═══ Given information
use crate::error::SetupError;
use serde::{Deserialize, Serialize};
use std::fmt;
use std::str::FromStr;

/// Sample element type carried by a stream.
#[derive(Debug, Clone, Copy, PartialEq, Eq, Hash, Default, Serialize, Deserialize)]
#[serde(rename_all = "lowercase")]
pub enum SampleType {
    #[default]
    Float32,
    Int32,
    UInt32,
    Int16,
    UInt16,
    Int8,
    UInt8,
}

impl SampleType {
    pub const ALL: [SampleType; 7] = [
        SampleType::Float32,
        SampleType::Int32,
        SampleType::UInt32,
        SampleType::Int16,
        SampleType::UInt16,
        SampleType::Int8,
        SampleType::UInt8,
    ];

    pub fn size(self) -> usize {
        match self {
            SampleType::Float32 | SampleType::Int32 | SampleType::UInt32 => 4,
            SampleType::Int16 | SampleType::UInt16 => 2,
            SampleType::Int8 | SampleType::UInt8 => 1,
        }
    }

    pub fn as_str(self) -> &'static str {
        match self {
            SampleType::Float32 => "float32",
            SampleType::Int32 => "int32",
            SampleType::UInt32 => "uint32",
            SampleType::Int16 => "int16",
            SampleType::UInt16 => "uint16",
            SampleType::Int8 => "int8",
            SampleType::UInt8 => "uint8",
        }
    }
}

impl fmt::Display for SampleType {
    fn fmt(&self, f: &mut fmt::Formatter<'_>) -> fmt::Result {
        f.write_str(self.as_str())
    }
}

impl FromStr for SampleType {
    type Err = SetupError;

    fn from_str(s: &str) -> Result<Self, Self::Err> {
        SampleType::ALL
            .into_iter()
            .find(|t| t.as_str() == s)
            .ok_or_else(|| SetupError::invalid("sample type", s))
    }
}

/// How channels map onto scheduler ports.
#[derive(Debug, Clone, Copy, PartialEq, Eq, Hash, Default, Serialize, Deserialize)]
pub enum ChannelLayout {
    /// One port, channels interleaved inside each element.
    #[default]
    #[serde(rename = "INTERLEAVED")]
    Interleaved,
    /// One port per channel, in channel order.
    #[serde(rename = "PORTPERCHAN", alias = "PER_CHANNEL")]
    PerChannel,
}

impl fmt::Display for ChannelLayout {
    fn fmt(&self, f: &mut fmt::Formatter<'_>) -> fmt::Result {
        match self {
            ChannelLayout::Interleaved => f.write_str("INTERLEAVED"),
            ChannelLayout::PerChannel => f.write_str("PORTPERCHAN"),
        }
    }
}

impl FromStr for ChannelLayout {
    type Err = SetupError;

    fn from_str(s: &str) -> Result<Self, Self::Err> {
        match s {
            "INTERLEAVED" => Ok(ChannelLayout::Interleaved),
            "PORTPERCHAN" | "PER_CHANNEL" => Ok(ChannelLayout::PerChannel),
            _ => Err(SetupError::invalid("channel mode", s)),
        }
    }
}

/// Fixed stream format. Changing any field means reopening the session.
#[derive(Debug, Clone, Copy, PartialEq)]
pub struct StreamFormat {
    pub sample: SampleType,
    pub channels: usize,
    pub layout: ChannelLayout,
    pub sample_rate: f64,
}

impl StreamFormat {
    pub fn new(
        sample: SampleType,
        channels: usize,
        layout: ChannelLayout,
        sample_rate: f64,
    ) -> Result<Self, SetupError> {
        if channels == 0 {
            return Err(SetupError::invalid("channel count", "0"));
        }
        if !sample_rate.is_finite() || sample_rate <= 0.0 {
            return Err(SetupError::invalid("sample rate", sample_rate.to_string()));
        }
        Ok(Self {
            sample,
            channels,
            layout,
            sample_rate,
        })
    }

    pub fn with_rate(self, sample_rate: f64) -> Result<Self, SetupError> {
        Self::new(self.sample, self.channels, self.layout, sample_rate)
    }

    pub fn interleaved(&self) -> bool {
        self.layout == ChannelLayout::Interleaved
    }

    pub fn sample_size(&self) -> usize {
        self.sample.size()
    }

    pub fn frame_bytes(&self) -> usize {
        self.sample.size() * self.channels
    }

    pub fn port_count(&self) -> usize {
        match self.layout {
            ChannelLayout::Interleaved => 1,
            ChannelLayout::PerChannel => self.channels,
        }
    }

    /// Bytes per scheduler element on each port.
    pub fn port_element_bytes(&self) -> usize {
        match self.layout {
            ChannelLayout::Interleaved => self.frame_bytes(),
            ChannelLayout::PerChannel => self.sample_size(),
        }
    }
}
mod common;

use audioblock_engine::clock::ManualClock;
use audioblock_engine::work::RX_RATE_LABEL;
use audioblock_engine::{
    AudioCapture, BlockConfig, ChannelLayout, Direction, Label, ReportPolicy, SampleType,
    TransferError, WorkError, WorkInfo, WorkOutcome,
};
use common::{Call, FakeBackend, ms, xrun};

const WAIT: std::time::Duration = std::time::Duration::from_millis(20);

fn source(fake: &FakeBackend, cfg: BlockConfig) -> (AudioCapture<ManualClock>, ManualClock) {
    let clock = ManualClock::new();
    let mut source = AudioCapture::with_clock(fake.shared(), &cfg, clock.clone()).unwrap();
    source.block_mut().set_report_policy(ReportPolicy::Disabled);
    source.activate().unwrap();
    fake.clear_calls();
    (source, clock)
}

fn ports(count: usize, bytes: usize) -> Vec<Vec<u8>> {
    vec![vec![0u8; bytes]; count]
}

fn step(source: &mut AudioCapture<ManualClock>, elements: usize) -> WorkOutcome {
    let bytes = elements.max(1) * source.block().port_element_bytes();
    let mut bufs = ports(source.block().port_count(), bytes);
    let mut views: Vec<&mut [u8]> = bufs.iter_mut().map(|b| b.as_mut_slice()).collect();
    source
        .work(&WorkInfo::new(elements, WAIT), &mut views)
        .unwrap()
}

fn rx_rate(port: usize, value: f64) -> Label {
    Label {
        port,
        id: RX_RATE_LABEL,
        value,
        index: 0,
    }
}

#[test]
fn rx_rate_label_once_per_activation() {
    let fake = FakeBackend::new();
    let cfg = BlockConfig {
        sample_rate: 48_000.0,
        channel_mode: ChannelLayout::PerChannel,
        ..BlockConfig::default()
    };
    let (mut source, _clock) = source(&fake, cfg);
    fake.queue_available(&[256, 128]);

    let first = step(&mut source, 1024);
    assert_eq!(first.frames, 256);
    assert!(!first.yielded);
    assert_eq!(first.labels, vec![rx_rate(0, 48_000.0)]);

    let second = step(&mut source, 1024);
    assert_eq!(second.frames, 128);
    assert!(second.labels.is_empty());

    source.deactivate();
    source.activate().unwrap();
    fake.queue_available(&[64]);
    let third = step(&mut source, 1024);
    assert_eq!(third.labels, vec![rx_rate(0, 48_000.0)]);
}

#[test]
fn label_carries_the_negotiated_rate_on_every_port() {
    let fake = FakeBackend::new();
    fake.state().negotiated_rate = Some(44_056.0);
    let cfg = BlockConfig {
        channels: 2,
        channel_mode: ChannelLayout::PerChannel,
        ..BlockConfig::default()
    };
    let (mut source, _clock) = source(&fake, cfg);
    fake.queue_available(&[32]);
    let out = step(&mut source, 32);
    assert_eq!(out.labels, vec![rx_rate(0, 44_056.0), rx_rate(1, 44_056.0)]);
}

#[test]
fn empty_device_is_probed_with_the_blocking_quantum() {
    let fake = FakeBackend::new();
    let (mut source, _clock) = source(&fake, BlockConfig::default());
    fake.queue_available(&[0, 0]);

    assert_eq!(step(&mut source, 1024).frames, 256);
    assert_eq!(step(&mut source, 100).frames, 100);
    assert_eq!(fake.transfer_calls(), vec![Call::Read(256), Call::Read(100)]);
}

#[test]
fn transfer_is_clamped_to_output_capacity() {
    let fake = FakeBackend::new();
    let (mut source, _clock) = source(&fake, BlockConfig::default());
    fake.queue_available(&[4096]);
    assert_eq!(step(&mut source, 512).frames, 512);
    assert_eq!(fake.transfer_calls(), vec![Call::Read(512)]);
}

#[test]
fn zero_output_capacity_makes_no_device_call() {
    let fake = FakeBackend::new();
    let (mut source, _clock) = source(&fake, BlockConfig::default());
    fake.queue_available(&[512]);

    let out = step(&mut source, 0);
    assert_eq!(out, WorkOutcome::idle());
    assert!(fake.calls().is_empty());
}

#[test]
fn inactive_source_does_nothing() {
    let fake = FakeBackend::new();
    let (mut source, _clock) = source(&fake, BlockConfig::default());
    source.deactivate();
    fake.clear_calls();

    assert_eq!(step(&mut source, 64), WorkOutcome::idle());
    assert!(fake.calls().is_empty());
}

#[test]
fn overrun_suppresses_transfers_for_the_backoff_time() {
    let fake = FakeBackend::new();
    let cfg = BlockConfig {
        backoff_ms: 100,
        ..BlockConfig::default()
    };
    let (mut source, clock) = source(&fake, cfg);
    fake.state().idle_available = 64;

    clock.set(ms(10));
    fake.queue_transfer(xrun(Direction::Capture, 64));
    let out = step(&mut source, 64);
    assert!(out.yielded);
    assert_eq!(out.frames, 0);
    // The first transfer still announces the rate.
    assert_eq!(out.labels.len(), 1);

    fake.clear_calls();
    clock.set(ms(50));
    let out = step(&mut source, 64);
    assert_eq!(out, WorkOutcome::yielded());
    assert!(fake.calls().is_empty());

    clock.set(ms(110));
    let out = step(&mut source, 64);
    assert_eq!(out.frames, 64);
    assert!(!out.yielded);

    let stats = source.block().stats();
    assert_eq!(stats.xruns, 1);
    assert_eq!(stats.transfers, 2);
    assert_eq!(stats.suppressed, 2);
    assert_eq!(stats.frames, 64);
}

#[test]
fn zero_backoff_never_suppresses() {
    let fake = FakeBackend::new();
    let (mut source, clock) = source(&fake, BlockConfig::default());
    fake.state().idle_available = 32;

    for i in 0..3 {
        clock.set(ms(i));
        fake.queue_transfer(xrun(Direction::Capture, 32));
        let out = step(&mut source, 32);
        assert_eq!(out.frames, 32);
        assert!(!out.yielded);
    }
    assert_eq!(source.block().stats().xruns, 3);
    assert_eq!(source.block().stats().suppressed, 0);
}

#[test]
fn backoff_change_applies_on_the_next_step() {
    let fake = FakeBackend::new();
    let (mut source, clock) = source(&fake, BlockConfig::default());
    fake.state().idle_available = 16;

    source.block_mut().set_backoff_time(30);
    clock.set(ms(5));
    fake.queue_transfer(xrun(Direction::Capture, 16));
    assert!(step(&mut source, 16).yielded);

    clock.set(ms(34));
    assert!(step(&mut source, 16).yielded);
    clock.set(ms(35));
    assert_eq!(step(&mut source, 16).frames, 16);
}

#[test]
fn per_channel_ports_follow_channel_order() {
    let fake = FakeBackend::new();
    let cfg = BlockConfig {
        channels: 3,
        dtype: SampleType::Int16,
        channel_mode: ChannelLayout::PerChannel,
        ..BlockConfig::default()
    };
    let (mut source, _clock) = source(&fake, cfg);
    fake.queue_available(&[8]);

    let mut bufs = ports(3, 16);
    let mut views: Vec<&mut [u8]> = bufs.iter_mut().map(|b| b.as_mut_slice()).collect();
    let out = source
        .work(&WorkInfo::new(8, WAIT), &mut views)
        .unwrap();
    assert_eq!(out.frames, 8);
    for (port, buf) in bufs.iter().enumerate() {
        assert!(buf.iter().all(|&b| b == port as u8 + 1), "port {port}");
    }
}

#[test]
fn interleaved_read_fills_only_the_transferred_frames() {
    let fake = FakeBackend::new();
    let cfg = BlockConfig {
        channels: 2,
        ..BlockConfig::default()
    };
    let (mut source, _clock) = source(&fake, cfg);
    fake.queue_available(&[4]);

    let mut buf = vec![0u8; 10 * 8];
    let mut views = vec![buf.as_mut_slice()];
    let out = source
        .work(&WorkInfo::new(10, WAIT), &mut views)
        .unwrap();
    assert_eq!(out.frames, 4);
    assert!(buf[..32].iter().all(|&b| b == 0xAA));
    assert!(buf[32..].iter().all(|&b| b == 0));
}

#[test]
fn unexpected_error_is_reported_and_the_stream_continues() {
    let fake = FakeBackend::new();
    let (mut source, _clock) = source(&fake, BlockConfig::default());
    fake.state().idle_available = 16;
    fake.queue_transfer(Err(TransferError::Io {
        code: -5,
        message: "input/output error".to_string(),
    }));

    // Nothing arrived, so nothing is produced.
    let out = step(&mut source, 16);
    assert_eq!(out.frames, 0);
    assert!(out.labels.is_empty());
    assert_eq!(source.block().stats().io_errors, 1);

    let out = step(&mut source, 16);
    assert_eq!(out.frames, 16);
    assert_eq!(out.labels.len(), 1);
}

#[test]
fn failed_availability_query_ends_the_step() {
    let fake = FakeBackend::new();
    let (mut source, _clock) = source(&fake, BlockConfig::default());
    fake.queue_available(&[-32]);

    let mut buf = vec![0u8; 64];
    let mut views = vec![buf.as_mut_slice()];
    let err = source
        .work(&WorkInfo::new(16, WAIT), &mut views)
        .unwrap_err();
    match err {
        WorkError::DeviceQuery { op, message } => {
            assert_eq!(op, "read available");
            assert_eq!(message, "fake error -32");
        }
        other => panic!("unexpected {other:?}"),
    }
}

#[test]
fn miswired_ports_are_rejected() {
    let fake = FakeBackend::new();
    let cfg = BlockConfig {
        channels: 2,
        channel_mode: ChannelLayout::PerChannel,
        ..BlockConfig::default()
    };
    let (mut source, _clock) = source(&fake, cfg);
    fake.state().idle_available = 16;

    let mut buf = vec![0u8; 64];
    let mut views = vec![buf.as_mut_slice()];
    let err = source
        .work(&WorkInfo::new(16, WAIT), &mut views)
        .unwrap_err();
    assert!(matches!(err, WorkError::PortCount { expected: 2, got: 1 }));
}

#[test]
fn short_read_produces_only_what_arrived() {
    let fake = FakeBackend::new();
    let (mut source, _clock) = source(&fake, BlockConfig::default());
    fake.queue_available(&[64]);
    fake.queue_transfer(Ok(40));

    let out = step(&mut source, 64);
    assert_eq!(out.frames, 40);
    assert!(!out.yielded);
    assert_eq!(fake.transfer_calls(), vec![Call::Read(64)]);
    assert_eq!(source.block().stats().frames, 40);
}

#[test]
fn overrun_counts_the_frames_that_still_moved() {
    let fake = FakeBackend::new();
    let (mut source, _clock) = source(&fake, BlockConfig::default());
    fake.queue_available(&[32]);
    fake.queue_transfer(xrun(Direction::Capture, 12));

    let out = step(&mut source, 32);
    assert_eq!(out.frames, 12);
    assert_eq!(source.block().stats().xruns, 1);
}

#[test]
fn new_rate_on_a_running_source_is_announced() {
    let fake = FakeBackend::new();
    let (mut source, _clock) = source(&fake, BlockConfig::default());
    fake.state().idle_available = 16;
    assert_eq!(step(&mut source, 16).labels, vec![rx_rate(0, 44_100.0)]);
    assert!(step(&mut source, 16).labels.is_empty());

    source.setup_stream(96_000.0).unwrap();
    assert!(source.block().is_active());
    assert_eq!(step(&mut source, 16).labels, vec![rx_rate(0, 96_000.0)]);
    assert!(step(&mut source, 16).labels.is_empty());
}

#[test]
fn moving_a_running_source_to_another_device_is_announced() {
    let fake = FakeBackend::new();
    let (mut source, _clock) = source(&fake, BlockConfig::default());
    fake.state().idle_available = 16;
    step(&mut source, 16);

    source
        .setup_device(&"hw:1".parse().unwrap())
        .unwrap();
    assert_eq!(step(&mut source, 16).labels.len(), 1);
}

#[test]
fn reopening_a_stopped_source_waits_for_activation_to_label() {
    let fake = FakeBackend::new();
    let (mut source, _clock) = source(&fake, BlockConfig::default());
    fake.state().idle_available = 16;
    step(&mut source, 16);
    source.deactivate();

    source.setup_stream(48_000.0).unwrap();
    assert_eq!(step(&mut source, 16), WorkOutcome::idle());
    source.activate().unwrap();
    assert_eq!(step(&mut source, 16).labels, vec![rx_rate(0, 48_000.0)]);
}

#[test]
fn failed_reopen_surfaces_on_the_next_step() {
    let fake = FakeBackend::new();
    let (mut source, _clock) = source(&fake, BlockConfig::default());
    fake.state().open_failure = Some("gone".to_string());
    assert!(source.setup_stream(48_000.0).is_err());
    assert!(!source.block().is_active());

    let mut buf = vec![0u8; 64];
    let mut views = vec![buf.as_mut_slice()];
    let err = source
        .work(&WorkInfo::new(16, WAIT), &mut views)
        .unwrap_err();
    assert!(matches!(err, WorkError::NoStream("AudioSource")));
}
══════
Exercise description: Search the material above for the string "ReportPolicy". Show every line that holds it.

Solution to this problem:
    AudioCapture, BlockConfig, ChannelLayout, Direction, Label, ReportPolicy, SampleType,
    source.block_mut().set_report_policy(ReportPolicy::Disabled);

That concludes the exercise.